De plus, Marc Ménasé, président du fonds Founders Future (et actionnaire majoritaire de Maddyness), qui a notamment investi dans Daze, une startup italienne de bornes de recharges pour les véhicules électriques, affirme que «l'Italie a toujours eu un terreau entrepreneurial exceptionnel avec un véritable marché adressable en Europe. L'écosystème digital et tech était légèrement en retrait, nous observons chez Founders Future un vrai rattrapage et sommes ravis d'y participer en faisant nos premiers deals, comme Daze en février dernier aux côtés de CDP Venture». Enfin, une des forces du pays est le transfert fluide de technologies entre les universités et les startups.
Cette vitalité se cristallise dans des scale-ups déjà valorisées à plusieurs centaines de millions, voire au-delà du milliard. Scalapay, spécialiste du paiement fractionné, a franchi le cap de l’“unicorn”, valorisée à plus d’1 milliard de dollars après avoir levé près de 727 M$. Satispay, fintech aussi du paiement, a collecté 320 M€, atteignant une valorisation supérieure à 1 milliard d’euros.
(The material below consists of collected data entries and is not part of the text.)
//! Tests for domain error construction and serialisation.

use super::*;
use rstest::{fixture, rstest};
use rstest_bdd_macros::{given, then, when};
use serde_json::json;

const TRACE_ID: &str = "00000000-0000-0000-0000-000000000000";

#[fixture]
fn expected_trace_id() -> String {
    TRACE_ID.to_owned()
}

#[rstest]
#[case(Error::invalid_request("bad"), ErrorCode::InvalidRequest)]
#[case(Error::unauthorized("who"), ErrorCode::Unauthorized)]
#[case(Error::forbidden("no"), ErrorCode::Forbidden)]
#[case(Error::not_found("gone"), ErrorCode::NotFound)]
#[case(Error::service_unavailable("down"), ErrorCode::ServiceUnavailable)]
#[case(Error::internal("boom"), ErrorCode::InternalError)]
fn constructors_set_code(#[case] error: Error, #[case] code: ErrorCode) {
    assert_eq!(error.code(), code);
}

#[rstest]
fn new_replaces_blank_message_with_default() {
    let error = Error::new(ErrorCode::NotFound, "  ");
    assert_eq!(error.message(), "Not found");
}

#[rstest]
fn try_new_rejects_empty_messages() {
    let result = Error::try_new(ErrorCode::InvalidRequest, "   ");
    assert!(matches!(result, Err(ErrorValidationError::EmptyMessage)));
}

#[rstest]
fn try_with_trace_id_rejects_empty_values() {
    let result = Error::invalid_request("bad").try_with_trace_id("   ");
    assert!(matches!(result, Err(ErrorValidationError::EmptyTraceId)));
}

#[rstest]
fn with_trace_id_ignores_blank_values(expected_trace_id: String) {
    let error = Error::invalid_request("bad")
        .with_trace_id(expected_trace_id.clone())
        .with_trace_id(" ");
    assert_eq!(error.trace_id(), Some(expected_trace_id.as_str()));
}

#[rstest]
fn new_returns_none_when_trace_id_out_of_scope() {
    let error = Error::internal("boom");
    assert!(error.trace_id().is_none());
}

#[rstest]
#[tokio::test]
async fn new_captures_trace_id_in_scope(expected_trace_id: String) {
    let trace_id: TraceId = expected_trace_id
        .parse()
        .expect("fixtures provide a valid UUID");
    let error = TraceId::scope(trace_id, async move { Error::not_found("missing") }).await;

    assert_eq!(error.trace_id(), Some(expected_trace_id.as_str()));
}

#[rstest]
#[tokio::test]
async fn deserialising_ignores_ambient_trace(expected_trace_id: String) {
    let trace_id: TraceId = expected_trace_id
        .parse()
        .expect("fixtures provide a valid UUID");
    let payload = json!({"code": "invalid_request", "message": "bad"});

    let error = TraceId::scope(trace_id, async move {
        serde_json::from_value::<Error>(payload).expect("valid payload deserialises")
    })
    .await;

    assert!(error.trace_id().is_none());
}

#[rstest]
fn serialises_camel_case_and_skips_absent_fields(expected_trace_id: String) {
    let error = Error::invalid_request("bad")
        .with_trace_id(expected_trace_id.clone())
        .with_details(json!({"errors": []}));
    let value = serde_json::to_value(&error).expect("error serialises");
    assert_eq!(
        value,
        json!({
            "code": "invalid_request",
            "message": "bad",
            "traceId": expected_trace_id,
            "details": {"errors": []}
        })
    );

    let bare = serde_json::to_value(Error::not_found("gone")).expect("error serialises");
    assert_eq!(bare, json!({"code": "not_found", "message": "gone"}));
}

#[rstest]
fn deserialising_rejects_blank_message() {
    let result = serde_json::from_value::<Error>(json!({"code": "not_found", "message": " "}));
    assert!(result.is_err());
}

#[derive(Debug, Clone)]
enum ConstructedError {
    Success,
    Failure(ErrorValidationError),
}

impl ConstructedError {
    fn from_result(result: Result<Error, ErrorValidationError>) -> Self {
        match result {
            Ok(_) => Self::Success,
            Err(err) => Self::Failure(err),
        }
    }
}

#[given("a valid error payload")]
fn a_valid_error_payload() -> (ErrorCode, String) {
    (ErrorCode::InvalidRequest, "well formed".to_owned())
}

#[given("an empty error message")]
fn an_empty_error_message() -> (ErrorCode, String) {
    (ErrorCode::InvalidRequest, "   ".to_owned())
}

#[when("the error is constructed")]
fn the_error_is_constructed(payload: (ErrorCode, String)) -> ConstructedError {
    ConstructedError::from_result(Error::try_new(payload.0, payload.1))
}

#[then("the construction succeeds")]
fn the_construction_succeeds(result: ConstructedError) {
    assert!(matches!(result, ConstructedError::Success));
}

#[then("construction fails with an empty message")]
fn construction_fails_with_empty_message(result: ConstructedError) {
    assert!(matches!(
        result,
        ConstructedError::Failure(ErrorValidationError::EmptyMessage)
    ));
}

#[rstest]
fn constructing_an_error_happy_path() {
    let result = the_error_is_constructed(a_valid_error_payload());
    the_construction_succeeds(result);
}

#[rstest]
fn constructing_an_error_unhappy_path() {
    let result = the_error_is_constructed(an_empty_error_message());
    construction_fails_with_empty_message(result);
}
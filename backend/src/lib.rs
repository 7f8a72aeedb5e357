//! Event signup service library.
//!
//! Hexagonal layout: [`domain`] holds entities, rules, and ports;
//! [`inbound`] adapts HTTP onto the driving ports; [`outbound`] implements
//! the driven ports for PostgreSQL and for process memory.

pub mod doc;
pub mod domain;
pub mod inbound;
pub mod middleware;
pub mod outbound;

/// Public OpenAPI surface used by Swagger UI and tooling.
pub use doc::ApiDoc;
pub use domain::TraceId;
pub use middleware::Trace;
Et Casavo, dans la proptech, est estimée à environ 500 M$ après plus de 200 M$ levés.
Ce qu'a dit Ursula von der Leyen
Ces entreprises donnent à l’Italie une visibilité européenne et financière que beaucoup n’anticipaient pas il y a quelques années. Reste que l’Italie doit encore consolider sa colonne vertébrale : trop peu d’exits, une épargne longue encore absente du venture et un late stage dépendant de capitaux étrangers.
Mais c’est précisément ce qui rend l’Italian Tech Week stratégique. Plus qu’une vitrine, l’événement peut devenir un catalyseur. En mettant l’Italie sous le feu des projecteurs, il rappelle que la croissance rapide doit désormais se transformer en solidité structurelle.
Comme l’a dit Ursula von der Leyen à l'évènement, la Présidente de la Commission européenne à Turin : « Mon point est simple. Une startup de San Francisco peut facilement se développer à travers les États-Unis. Je veux que ce soit la même chose pour vous. Parce que l’Europe est votre maison. Et vous devez vous y sentir chez vous, partout en Europe. » La question n’est donc plus de savoir si l’Italie est sortie de la marge : elle l’est déjà. Le véritable enjeu, c’est de savoir si l’Europe saura coordonner ses forces pour peser face aux États-Unis et à la Chine.